Work to complete:
Reproduce the data below word for word.

Data excerpts:
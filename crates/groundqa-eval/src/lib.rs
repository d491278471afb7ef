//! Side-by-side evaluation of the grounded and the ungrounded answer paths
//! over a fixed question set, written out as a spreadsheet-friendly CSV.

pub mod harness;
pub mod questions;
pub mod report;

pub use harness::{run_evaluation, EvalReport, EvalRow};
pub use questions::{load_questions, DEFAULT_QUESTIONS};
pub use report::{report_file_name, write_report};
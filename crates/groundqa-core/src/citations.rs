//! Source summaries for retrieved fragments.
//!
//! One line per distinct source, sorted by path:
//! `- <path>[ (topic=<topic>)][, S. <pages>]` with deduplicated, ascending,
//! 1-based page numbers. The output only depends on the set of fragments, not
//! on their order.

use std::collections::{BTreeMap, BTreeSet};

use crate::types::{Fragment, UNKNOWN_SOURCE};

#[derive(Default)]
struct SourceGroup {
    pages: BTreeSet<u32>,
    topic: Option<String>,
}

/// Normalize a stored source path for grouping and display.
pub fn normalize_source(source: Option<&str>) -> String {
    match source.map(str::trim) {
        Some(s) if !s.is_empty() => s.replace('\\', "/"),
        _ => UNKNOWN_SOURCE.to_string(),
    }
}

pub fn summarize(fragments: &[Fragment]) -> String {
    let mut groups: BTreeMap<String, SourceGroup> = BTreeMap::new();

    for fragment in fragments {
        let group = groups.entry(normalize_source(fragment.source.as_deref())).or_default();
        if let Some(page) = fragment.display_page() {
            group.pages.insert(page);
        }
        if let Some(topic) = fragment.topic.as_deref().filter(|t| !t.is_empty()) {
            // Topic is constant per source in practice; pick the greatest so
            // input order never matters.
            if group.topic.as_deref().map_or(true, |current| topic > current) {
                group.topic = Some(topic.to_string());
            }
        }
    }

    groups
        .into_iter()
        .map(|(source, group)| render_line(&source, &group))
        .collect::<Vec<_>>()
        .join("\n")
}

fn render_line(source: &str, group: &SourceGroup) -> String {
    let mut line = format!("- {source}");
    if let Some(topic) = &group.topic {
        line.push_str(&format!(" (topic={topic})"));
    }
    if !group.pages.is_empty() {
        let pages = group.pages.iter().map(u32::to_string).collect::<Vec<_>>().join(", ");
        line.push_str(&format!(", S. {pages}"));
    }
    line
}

Solution to this task:
filename crates/groundqa-eval/src/lib.rs
repository d491278471afb7ef
//! Side-by-side evaluation of the grounded and the ungrounded answer paths
//! over a fixed question set, written out as a spreadsheet-friendly CSV.

pub mod harness;
pub mod questions;
pub mod report;

pub use harness::{run_evaluation, EvalReport, EvalRow};
pub use questions::{load_questions, DEFAULT_QUESTIONS};
pub use report::{report_file_name, write_report};
filename crates/groundqa-core/src/citations.rs
//! Source summaries for retrieved fragments.
//!
//! One line per distinct source, sorted by path:
//! `- <path>[ (topic=<topic>)][, S. <pages>]` with deduplicated, ascending,
//! 1-based page numbers. The output only depends on the set of fragments, not
//! on their order.

use std::collections::{BTreeMap, BTreeSet};

use crate::types::{Fragment, UNKNOWN_SOURCE};

#[derive(Default)]
struct SourceGroup {
    pages: BTreeSet<u32>,
    topic: Option<String>,
}

/// Normalize a stored source path for grouping and display.
pub fn normalize_source(source: Option<&str>) -> String {
    match source.map(str::trim) {
        Some(s) if !s.is_empty() => s.replace('\\', "/"),
        _ => UNKNOWN_SOURCE.to_string(),
    }
}

pub fn summarize(fragments: &[Fragment]) -> String {
    let mut groups: BTreeMap<String, SourceGroup> = BTreeMap::new();

    for fragment in fragments {
        let group = groups.entry(normalize_source(fragment.source.as_deref())).or_default();
        if let Some(page) = fragment.display_page() {
            group.pages.insert(page);
        }
        if let Some(topic) = fragment.topic.as_deref().filter(|t| !t.is_empty()) {
            // Topic is constant per source in practice; pick the greatest so
            // input order never matters.
            if group.topic.as_deref().map_or(true, |current| topic > current) {
                group.topic = Some(topic.to_string());
            }
        }
    }

    groups
        .into_iter()
        .map(|(source, group)| render_line(&source, &group))
        .collect::<Vec<_>>()
        .join("\n")
}

fn render_line(source: &str, group: &SourceGroup) -> String {
    let mut line = format!("- {source}");
    if let Some(topic) = &group.topic {
        line.push_str(&format!(" (topic={topic})"));
    }
    if !group.pages.is_empty() {
        let pages = group.pages.iter().map(u32::to_string).collect::<Vec<_>>().join(", ");
        line.push_str(&format!(", S. {pages}"));
    }
    line
}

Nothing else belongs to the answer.